--- Required work ---
Every line containing the word "FocusTrap" is to be copied from the data below.

--- Information supplied ---
○ ○ ○ ○ ○
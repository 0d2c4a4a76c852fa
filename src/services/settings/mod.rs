// Settings service module
// Loads picker configuration from TOML files

mod service;

pub use service::{PickerSettings, SettingsService};
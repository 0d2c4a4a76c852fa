// Date utility functions
// Calendar-day helpers shared by the grid, the engine and persistence

use chrono::{DateTime, Datelike, Local, NaiveDate, Utc};
use chrono_tz::Tz;
use thiserror::Error;

/// Storage and config format for calendar days.
pub const DATE_ONLY_FORMAT: &str = "%Y-%m-%d";

#[derive(Debug, Clone, PartialEq, Eq, Error)]
pub enum DateParseError {
    #[error("empty date string")]
    Empty,
    #[error("'{0}' is not a YYYY-MM-DD date or an RFC 3339 timestamp")]
    Unrecognized(String),
}

/// Parse a date-only string (`YYYY-MM-DD`).
///
/// Full RFC 3339 timestamps are accepted too and reduced to the calendar day
/// they fall on in the local zone.
pub fn parse_date_only(input: &str) -> Result<NaiveDate, DateParseError> {
    let trimmed = input.trim();
    if trimmed.is_empty() {
        return Err(DateParseError::Empty);
    }

    if let Ok(date) = NaiveDate::parse_from_str(trimmed, DATE_ONLY_FORMAT) {
        return Ok(date);
    }

    DateTime::parse_from_rfc3339(trimmed)
        .map(|dt| dt.with_timezone(&Local).date_naive())
        .map_err(|_| DateParseError::Unrecognized(trimmed.to_string()))
}

pub fn format_date_only(date: NaiveDate) -> String {
    date.format(DATE_ONLY_FORMAT).to_string()
}

/// First day of the month containing `date`.
pub fn first_of_month(date: NaiveDate) -> NaiveDate {
    NaiveDate::from_ymd_opt(date.year(), date.month(), 1).unwrap_or(date)
}

/// Last day of the month containing `date`.
pub fn last_of_month(date: NaiveDate) -> NaiveDate {
    let last = days_in_month(date.year(), date.month());
    NaiveDate::from_ymd_opt(date.year(), date.month(), last).unwrap_or(date)
}

/// Get the number of days in a given month.
pub fn days_in_month(year: i32, month: u32) -> u32 {
    let (next_year, next_month) = if month == 12 {
        (year + 1, 1)
    } else {
        (year, month + 1)
    };
    NaiveDate::from_ymd_opt(next_year, next_month, 1)
        .and_then(|d| d.pred_opt())
        .map(|d| d.day())
        .unwrap_or(30)
}

/// Shift a date by the given number of months, clamping the day of month.
///
/// Jan 31 + 1 month lands on Feb 28 (or 29 in a leap year).
pub fn shift_month(date: NaiveDate, delta: i32) -> NaiveDate {
    let total_months = (date.year() * 12) + (date.month() as i32 - 1) + delta;
    let new_year = total_months.div_euclid(12);
    let new_month = (total_months.rem_euclid(12) + 1) as u32;
    let day = date.day().min(days_in_month(new_year, new_month));
    NaiveDate::from_ymd_opt(new_year, new_month, day).unwrap_or(date)
}

/// Source of "today" for restriction checks and the `is_today` flag.
pub trait Clock {
    fn today(&self) -> NaiveDate;
}

/// Wall clock, optionally pinned to an IANA time zone.
#[derive(Debug, Clone, Copy, Default)]
pub struct SystemClock {
    zone: Option<Tz>,
}

impl SystemClock {
    pub fn new(zone: Option<Tz>) -> Self {
        Self { zone }
    }

    /// Build from a zone name such as `Europe/Berlin`. Unknown names fall
    /// back to the local zone.
    pub fn from_zone_name(name: Option<&str>) -> Self {
        let zone = name.and_then(|name| match name.parse::<Tz>() {
            Ok(tz) => Some(tz),
            Err(err) => {
                log::warn!("Unknown time zone '{}', using local time: {}", name, err);
                None
            }
        });
        Self { zone }
    }

    pub fn zone(&self) -> Option<Tz> {
        self.zone
    }
}

impl Clock for SystemClock {
    fn today(&self) -> NaiveDate {
        match self.zone {
            Some(tz) => Utc::now().with_timezone(&tz).date_naive(),
            None => Local::now().date_naive(),
        }
    }
}

/// Clock that always reports the same day.
#[derive(Debug, Clone, Copy, PartialEq, Eq)]
pub struct FixedClock(pub NaiveDate);

impl Clock for FixedClock {
    fn today(&self) -> NaiveDate {
        self.0
    }
}

#[cfg(test)]
mod tests {
    use super::*;
    use test_case::test_case;

    fn ymd(y: i32, m: u32, d: u32) -> NaiveDate {
        NaiveDate::from_ymd_opt(y, m, d).unwrap()
    }

    #[test_case(2024, 2 => 29 ; "leap february")]
    #[test_case(2023, 2 => 28 ; "common february")]
    #[test_case(1900, 2 => 28 ; "century non leap")]
    #[test_case(2000, 2 => 29 ; "quad century leap")]
    #[test_case(2024, 4 => 30 ; "april")]
    #[test_case(2024, 12 => 31 ; "december")]
    fn test_days_in_month(year: i32, month: u32) -> u32 {
        days_in_month(year, month)
    }

    #[test]
    fn test_shift_month_rolls_year() {
        assert_eq!(shift_month(ymd(2024, 12, 15), 1), ymd(2025, 1, 15));
        assert_eq!(shift_month(ymd(2025, 1, 15), -1), ymd(2024, 12, 15));
        assert_eq!(shift_month(ymd(2024, 6, 1), -18), ymd(2022, 12, 1));
    }

    #[test]
    fn test_shift_month_clamps_day() {
        assert_eq!(shift_month(ymd(2024, 1, 31), 1), ymd(2024, 2, 29));
        assert_eq!(shift_month(ymd(2023, 1, 31), 1), ymd(2023, 2, 28));
        assert_eq!(shift_month(ymd(2024, 3, 31), -1), ymd(2024, 2, 29));
    }

    #[test]
    fn test_month_bounds() {
        assert_eq!(first_of_month(ymd(2024, 2, 17)), ymd(2024, 2, 1));
        assert_eq!(last_of_month(ymd(2024, 2, 17)), ymd(2024, 2, 29));
    }

    #[test]
    fn test_parse_date_only() {
        assert_eq!(parse_date_only("2024-06-15"), Ok(ymd(2024, 6, 15)));
        assert_eq!(parse_date_only(" 2024-06-15 "), Ok(ymd(2024, 6, 15)));
        assert_eq!(parse_date_only(""), Err(DateParseError::Empty));
        assert!(matches!(
            parse_date_only("not-a-date"),
            Err(DateParseError::Unrecognized(_))
        ));
        assert!(parse_date_only("2024-02-30").is_err());
    }

    #[test]
    fn test_parse_rfc3339_keeps_a_calendar_day() {
        let parsed = parse_date_only("2024-06-15T12:00:00+00:00").unwrap();
        // Any zone within +/-11h of UTC keeps noon on the same day.
        assert!((parsed - ymd(2024, 6, 15)).num_days().abs() <= 1);
    }

    #[test]
    fn test_format_date_only() {
        assert_eq!(format_date_only(ymd(2024, 1, 5)), "2024-01-05");
    }

    #[test]
    fn test_system_clock_zone_name() {
        assert!(SystemClock::from_zone_name(Some("Europe/Berlin")).zone().is_some());
        assert!(SystemClock::from_zone_name(Some("Mars/Olympus")).zone().is_none());
        assert!(SystemClock::from_zone_name(None).zone().is_none());
    }
}
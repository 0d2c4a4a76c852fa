use chrono::NaiveDate;

use crate::models::selection::{SelectionMode, SelectionState};
use crate::models::settings::PickerConfig;

pub const SELECT_END_DATE: &str = "Select end date";

pub fn format_date(date: NaiveDate, config: &PickerConfig) -> String {
    date.format(config.effective_date_format()).to_string()
}

/// Text shown in the closed picker field.
pub fn display_value(selection: &SelectionState, config: &PickerConfig) -> String {
    match selection.mode() {
        SelectionMode::Single => selection
            .selected_date()
            .map(|date| format_date(date, config))
            .unwrap_or_else(|| config.placeholder.clone()),
        SelectionMode::Range => match (selection.start_date(), selection.end_date()) {
            (Some(start), Some(end)) => {
                format!("{} - {}", format_date(start, config), format_date(end, config))
            }
            (Some(start), None) => format!("{} - {}", format_date(start, config), SELECT_END_DATE),
            _ => config.range_placeholder.clone(),
        },
    }
}

#[cfg(test)]
mod tests {
    use super::*;

    fn ymd(y: i32, m: u32, d: u32) -> NaiveDate {
        NaiveDate::from_ymd_opt(y, m, d).unwrap()
    }

    #[test]
    fn test_single_display() {
        let config = PickerConfig::single();
        let mut selection = SelectionState::new(SelectionMode::Single);
        assert_eq!(display_value(&selection, &config), "Select date");

        selection.click(ymd(2024, 6, 5));
        assert_eq!(display_value(&selection, &config), "Jun 5, 2024");
    }

    #[test]
    fn test_range_display_states() {
        let config = PickerConfig {
            date_format: "%Y-%m-%d".to_string(),
            range_placeholder: "Pick a period".to_string(),
            ..PickerConfig::range()
        };
        let mut selection = SelectionState::new(SelectionMode::Range);
        assert_eq!(display_value(&selection, &config), "Pick a period");

        selection.click(ymd(2024, 6, 20));
        assert_eq!(display_value(&selection, &config), "2024-06-20 - Select end date");

        selection.click(ymd(2024, 6, 15));
        assert_eq!(display_value(&selection, &config), "2024-06-15 - 2024-06-20");
    }
}
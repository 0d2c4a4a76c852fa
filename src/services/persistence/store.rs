//! Key-value storage capability and its in-memory and JSON-file backends.

use std::cell::RefCell;
use std::collections::{BTreeMap, HashMap};
use std::fs;
use std::path::{Path, PathBuf};
use std::rc::Rc;

use directories::ProjectDirs;
use thiserror::Error;

#[derive(Debug, Error)]
pub enum StorageError {
    #[error("storage I/O failed: {0}")]
    Io(#[from] std::io::Error),
    #[error("storage contents are not valid JSON: {0}")]
    Json(#[from] serde_json::Error),
    #[error("storage database error: {0}")]
    Database(#[from] rusqlite::Error),
    #[error("storage unavailable: {0}")]
    Unavailable(String),
}

/// String-keyed slot storage, shaped like browser local storage.
#[cfg_attr(test, mockall::automock)]
pub trait KeyValueStore {
    fn get(&self, key: &str) -> Result<Option<String>, StorageError>;
    fn set(&mut self, key: &str, value: &str) -> Result<(), StorageError>;
    fn remove(&mut self, key: &str) -> Result<(), StorageError>;
}

impl<S: KeyValueStore + ?Sized> KeyValueStore for Box<S> {
    fn get(&self, key: &str) -> Result<Option<String>, StorageError> {
        (**self).get(key)
    }

    fn set(&mut self, key: &str, value: &str) -> Result<(), StorageError> {
        (**self).set(key, value)
    }

    fn remove(&mut self, key: &str) -> Result<(), StorageError> {
        (**self).remove(key)
    }
}

/// In-process store. Clones share the same slots.
#[derive(Debug, Clone, Default)]
pub struct MemoryStore {
    entries: Rc<RefCell<HashMap<String, String>>>,
}

impl MemoryStore {
    pub fn new() -> Self {
        Self::default()
    }

    pub fn len(&self) -> usize {
        self.entries.borrow().len()
    }

    pub fn is_empty(&self) -> bool {
        self.entries.borrow().is_empty()
    }
}

impl KeyValueStore for MemoryStore {
    fn get(&self, key: &str) -> Result<Option<String>, StorageError> {
        Ok(self.entries.borrow().get(key).cloned())
    }

    fn set(&mut self, key: &str, value: &str) -> Result<(), StorageError> {
        self.entries
            .borrow_mut()
            .insert(key.to_string(), value.to_string());
        Ok(())
    }

    fn remove(&mut self, key: &str) -> Result<(), StorageError> {
        self.entries.borrow_mut().remove(key);
        Ok(())
    }
}

/// All slots in one JSON object on disk.
#[derive(Debug, Clone)]
pub struct JsonFileStore {
    path: PathBuf,
}

impl JsonFileStore {
    pub fn new(path: impl Into<PathBuf>) -> Self {
        Self { path: path.into() }
    }

    /// `<data dir>/picker_state.json` for this application.
    pub fn default_location() -> Option<Self> {
        ProjectDirs::from("com", "range-calendar", "range-calendar")
            .map(|dirs| Self::new(dirs.data_dir().join("picker_state.json")))
    }

    pub fn path(&self) -> &Path {
        &self.path
    }

    fn read_all(&self) -> Result<BTreeMap<String, String>, StorageError> {
        if !self.path.exists() {
            return Ok(BTreeMap::new());
        }
        let data = fs::read_to_string(&self.path)?;
        if data.trim().is_empty() {
            return Ok(BTreeMap::new());
        }
        Ok(serde_json::from_str(&data)?)
    }

    fn write_all(&self, entries: &BTreeMap<String, String>) -> Result<(), StorageError> {
        if let Some(parent) = self.path.parent() {
            fs::create_dir_all(parent)?;
        }
        let data = serde_json::to_string_pretty(entries)?;
        fs::write(&self.path, data)?;
        Ok(())
    }
}

impl KeyValueStore for JsonFileStore {
    fn get(&self, key: &str) -> Result<Option<String>, StorageError> {
        Ok(self.read_all()?.remove(key))
    }

    fn set(&mut self, key: &str, value: &str) -> Result<(), StorageError> {
        let mut entries = self.read_all()?;
        entries.insert(key.to_string(), value.to_string());
        self.write_all(&entries)
    }

    fn remove(&mut self, key: &str) -> Result<(), StorageError> {
        let mut entries = self.read_all()?;
        if entries.remove(key).is_some() {
            self.write_all(&entries)?;
        }
        Ok(())
    }
}
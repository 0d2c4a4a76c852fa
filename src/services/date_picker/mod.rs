// Date picker host
// Binds the calendar engine and persistence to a form-control contract

mod display;

use std::time::{Duration, Instant};

use chrono::NaiveDate;

use crate::models::calendar_date::{FocusTarget, MonthPanel};
use crate::models::restrictions::{DateInput, DateRestrictions};
use crate::models::selection::{ClickOutcome, DateRange, PickerValue, SelectionState};
use crate::models::settings::PickerConfig;
use crate::services::calendar::{CalendarEngine, CalendarKey, KeyOutcome};
use crate::services::focus::{FocusHost, FocusTrap, TabDirection};
use crate::services::persistence::{KeyValueStore, PersistenceAdapter, StoredSelection};
use crate::utils::date::{Clock, SystemClock};

pub use display::{display_value, format_date, SELECT_END_DATE};

pub type ChangeCallback = Box<dyn FnMut(Option<PickerValue>)>;
pub type TouchedCallback = Box<dyn FnMut()>;

/// Focus access as seen by the picker.
pub type PickerFocus<'a> = dyn FocusHost<Element = FocusTarget> + 'a;

/// Events emitted by the picker, drained by the embedding UI.
#[derive(Debug, Clone, Copy, PartialEq, Eq)]
pub enum PickerEvent {
    DateSelected(NaiveDate),
    RangeSelected(DateRange),
    Closed,
}

pub struct DatePickerHost<S: KeyValueStore> {
    config: PickerConfig,
    clock: Box<dyn Clock>,
    engine: CalendarEngine,
    selection: SelectionState,
    persistence: PersistenceAdapter<S>,
    focus_trap: FocusTrap<FocusTarget>,
    is_open: bool,
    touched: bool,
    disabled: bool,
    on_change: Option<ChangeCallback>,
    on_touched: Option<TouchedCallback>,
    /// Restored value waiting for a change callback to be registered.
    pending_restore: Option<PickerValue>,
    events: Vec<PickerEvent>,
}

impl<S: KeyValueStore> DatePickerHost<S> {
    pub fn new(config: PickerConfig, store: S) -> Self {
        let clock = SystemClock::from_zone_name(config.time_zone.as_deref());
        Self::with_clock(config, store, Box::new(clock))
    }

    pub fn with_clock(config: PickerConfig, store: S, clock: Box<dyn Clock>) -> Self {
        let mode = config.mode();
        let mut engine = CalendarEngine::new(mode, clock.today());
        engine.set_restrictions(config.restrictions());

        let persistence = PersistenceAdapter::new(store, config.storage_key.as_deref())
            .with_debounce(Duration::from_millis(config.persist_debounce_ms));

        let mut selection = SelectionState::new(mode);
        let mut pending_restore = None;
        if let Some(stored) = persistence.load() {
            stored.apply_to(&mut selection);
            pending_restore = selection.value();
            log::info!(
                "Restored date picker selection from '{}': {:?}",
                persistence.key(),
                stored
            );
        }
        engine.reset_view(&selection);

        Self {
            config,
            clock,
            engine,
            selection,
            persistence,
            focus_trap: FocusTrap::new(),
            is_open: false,
            touched: false,
            disabled: false,
            on_change: None,
            on_touched: None,
            pending_restore,
            events: Vec::new(),
        }
    }

    pub fn config(&self) -> &PickerConfig {
        &self.config
    }

    pub fn selection(&self) -> &SelectionState {
        &self.selection
    }

    pub fn engine(&self) -> &CalendarEngine {
        &self.engine
    }

    pub fn persistence(&self) -> &PersistenceAdapter<S> {
        &self.persistence
    }

    pub fn is_open(&self) -> bool {
        self.is_open
    }

    pub fn is_touched(&self) -> bool {
        self.touched
    }

    pub fn is_disabled(&self) -> bool {
        self.disabled
    }

    // ---- form-control contract ----

    pub fn value(&self) -> Option<PickerValue> {
        self.selection.value()
    }

    /// Set the value from the owning form. Does not notify or persist.
    pub fn write(&mut self, value: Option<PickerValue>) {
        if !self.selection.apply(value) {
            log::warn!(
                "Ignoring value {:?} that does not fit a {:?} picker",
                value,
                self.selection.mode()
            );
            return;
        }
        self.pending_restore = None;
        if !self.is_open {
            self.engine.reset_view(&self.selection);
        }
    }

    /// Register the change callback. A selection restored from storage is
    /// delivered to it straight away.
    pub fn on_change(&mut self, callback: impl FnMut(Option<PickerValue>) + 'static) {
        let mut callback: ChangeCallback = Box::new(callback);
        if let Some(restored) = self.pending_restore.take() {
            callback(Some(restored));
        }
        self.on_change = Some(callback);
    }

    pub fn on_touched(&mut self, callback: impl FnMut() + 'static) {
        self.on_touched = Some(Box::new(callback));
    }

    pub fn set_disabled(&mut self, disabled: bool) {
        self.disabled = disabled;
        if disabled && self.is_open {
            self.is_open = false;
            self.selection.cancel_in_progress();
            self.focus_trap.deactivate();
            self.events.push(PickerEvent::Closed);
        }
    }

    // ---- derived state ----

    pub fn display_value(&self) -> String {
        display_value(&self.selection, &self.config)
    }

    /// Single: a date is chosen. Range: both endpoints are chosen.
    pub fn is_valid(&self) -> bool {
        self.selection.is_complete()
    }

    /// Regenerate the visible month grids.
    pub fn panels(&mut self) -> Vec<MonthPanel> {
        self.engine.set_today(self.clock.today());
        self.engine.panels(&self.selection)
    }

    pub fn focusable_targets(&mut self) -> Vec<FocusTarget> {
        self.engine.focusable_targets()
    }

    // ---- restrictions ----

    fn update_restrictions(&mut self, update: impl FnOnce(DateRestrictions) -> DateRestrictions) {
        let restrictions = update(*self.engine.restrictions());
        self.engine.set_restrictions(restrictions);
    }

    pub fn set_min_date(&mut self, date: impl Into<DateInput>) {
        let date = date.into();
        self.update_restrictions(|r| r.with_min_date(date));
    }

    pub fn set_max_date(&mut self, date: impl Into<DateInput>) {
        let date = date.into();
        self.update_restrictions(|r| r.with_max_date(date));
    }

    pub fn set_disable_future_dates(&mut self, disable: bool) {
        self.update_restrictions(|r| r.with_disable_future_dates(disable));
    }

    pub fn set_disable_past_dates(&mut self, disable: bool) {
        self.update_restrictions(|r| r.with_disable_past_dates(disable));
    }

    // ---- open / close ----

    /// Open the calendar. Returns false when disabled or already open.
    pub fn open(&mut self, focus: &mut PickerFocus<'_>) -> bool {
        if self.disabled || self.is_open {
            return false;
        }
        self.engine.set_today(self.clock.today());
        self.engine.reset_view(&self.selection);
        self.is_open = true;

        if !self.touched {
            self.touched = true;
            if let Some(callback) = self.on_touched.as_mut() {
                callback();
            }
        }

        self.focus_trap.activate(&*focus);
        if let Some(target) = self.initial_focus_target() {
            focus.focus(&target);
        }
        true
    }

    /// Where focus lands on open: the focused day when it is enabled and
    /// visible, else the first focusable element.
    pub fn initial_focus_target(&mut self) -> Option<FocusTarget> {
        let targets = self.engine.focusable_targets();
        self.engine
            .focused_date()
            .map(FocusTarget::Day)
            .filter(|target| targets.contains(target))
            .or_else(|| targets.first().copied())
    }

    /// Close without committing. An unfinished range step is abandoned and
    /// focus returns to where it was before opening.
    pub fn close(&mut self, focus: &mut PickerFocus<'_>) {
        if !self.is_open {
            return;
        }
        self.is_open = false;
        self.selection.cancel_in_progress();
        self.focus_trap.release(focus);
        self.events.push(PickerEvent::Closed);
    }

    pub fn toggle(&mut self, focus: &mut PickerFocus<'_>) {
        if self.is_open {
            self.close(focus);
        } else {
            self.open(focus);
        }
    }

    pub fn handle_outside_click(&mut self, focus: &mut PickerFocus<'_>) {
        if self.is_open {
            log::debug!("Click outside the calendar, closing");
            self.close(focus);
        }
    }

    // ---- interaction ----

    pub fn prev_month(&mut self) {
        self.engine.prev_month();
    }

    pub fn next_month(&mut self) {
        self.engine.next_month();
    }

    pub fn select_date(&mut self, date: NaiveDate, focus: &mut PickerFocus<'_>) -> ClickOutcome {
        let outcome = self.engine.click(&mut self.selection, date);
        if let ClickOutcome::Committed(value) = outcome {
            self.commit(value, focus);
        }
        outcome
    }

    /// Keep the keyboard cursor in step with focus that moved by other
    /// means (Tab, pointer).
    pub fn set_focused_date(&mut self, date: NaiveDate) {
        self.engine.set_focused_date(Some(date));
    }

    pub fn hover_date(&mut self, date: Option<NaiveDate>) -> bool {
        self.engine.hover(&mut self.selection, date)
    }

    pub fn handle_key(&mut self, key: CalendarKey, focus: &mut PickerFocus<'_>) -> KeyOutcome {
        if !self.is_open {
            return KeyOutcome::Ignored;
        }
        let outcome = self.engine.handle_key(key, &mut self.selection);
        match outcome {
            KeyOutcome::FocusMoved { date, .. } => focus.focus(&FocusTarget::Day(date)),
            KeyOutcome::Click(ClickOutcome::Committed(value)) => self.commit(value, focus),
            KeyOutcome::Close => self.close(focus),
            KeyOutcome::Tab { shift } => {
                self.focus_trap
                    .handle_tab(focus, TabDirection::from_shift(shift));
            }
            KeyOutcome::Click(_) | KeyOutcome::Ignored => {}
        }
        outcome
    }

    /// Reset to nothing selected, forget the saved selection and notify the
    /// form.
    pub fn clear_selection(&mut self) {
        self.selection.clear();
        self.pending_restore = None;
        self.persistence.clear();
        self.notify_change(None);
    }

    fn commit(&mut self, value: PickerValue, focus: &mut PickerFocus<'_>) {
        self.persistence.save(&StoredSelection::from_value(&value));
        self.notify_change(Some(value));
        self.events.push(match value {
            PickerValue::Single(date) => PickerEvent::DateSelected(date),
            PickerValue::Range(range) => PickerEvent::RangeSelected(range),
        });
        if self.config.close_on_select {
            self.close(focus);
        }
    }

    fn notify_change(&mut self, value: Option<PickerValue>) {
        if let Some(callback) = self.on_change.as_mut() {
            callback(value);
        }
    }

    pub fn drain_events(&mut self) -> Vec<PickerEvent> {
        std::mem::take(&mut self.events)
    }

    // ---- persistence ----

    /// Drive the debounced write; call once per UI frame.
    pub fn tick(&mut self) -> bool {
        self.tick_at(Instant::now())
    }

    pub fn tick_at(&mut self, now: Instant) -> bool {
        self.persistence.flush_due(now)
    }

    pub fn flush_persistence(&mut self) -> bool {
        self.persistence.flush()
    }

    pub fn has_pending_write(&self) -> bool {
        self.persistence.has_pending()
    }
}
○ ○ ○ ○ ○
--- Exercise answer ---
use crate::services::focus::{FocusHost, FocusTrap, TabDirection};
    focus_trap: FocusTrap<FocusTarget>,
            focus_trap: FocusTrap::new(),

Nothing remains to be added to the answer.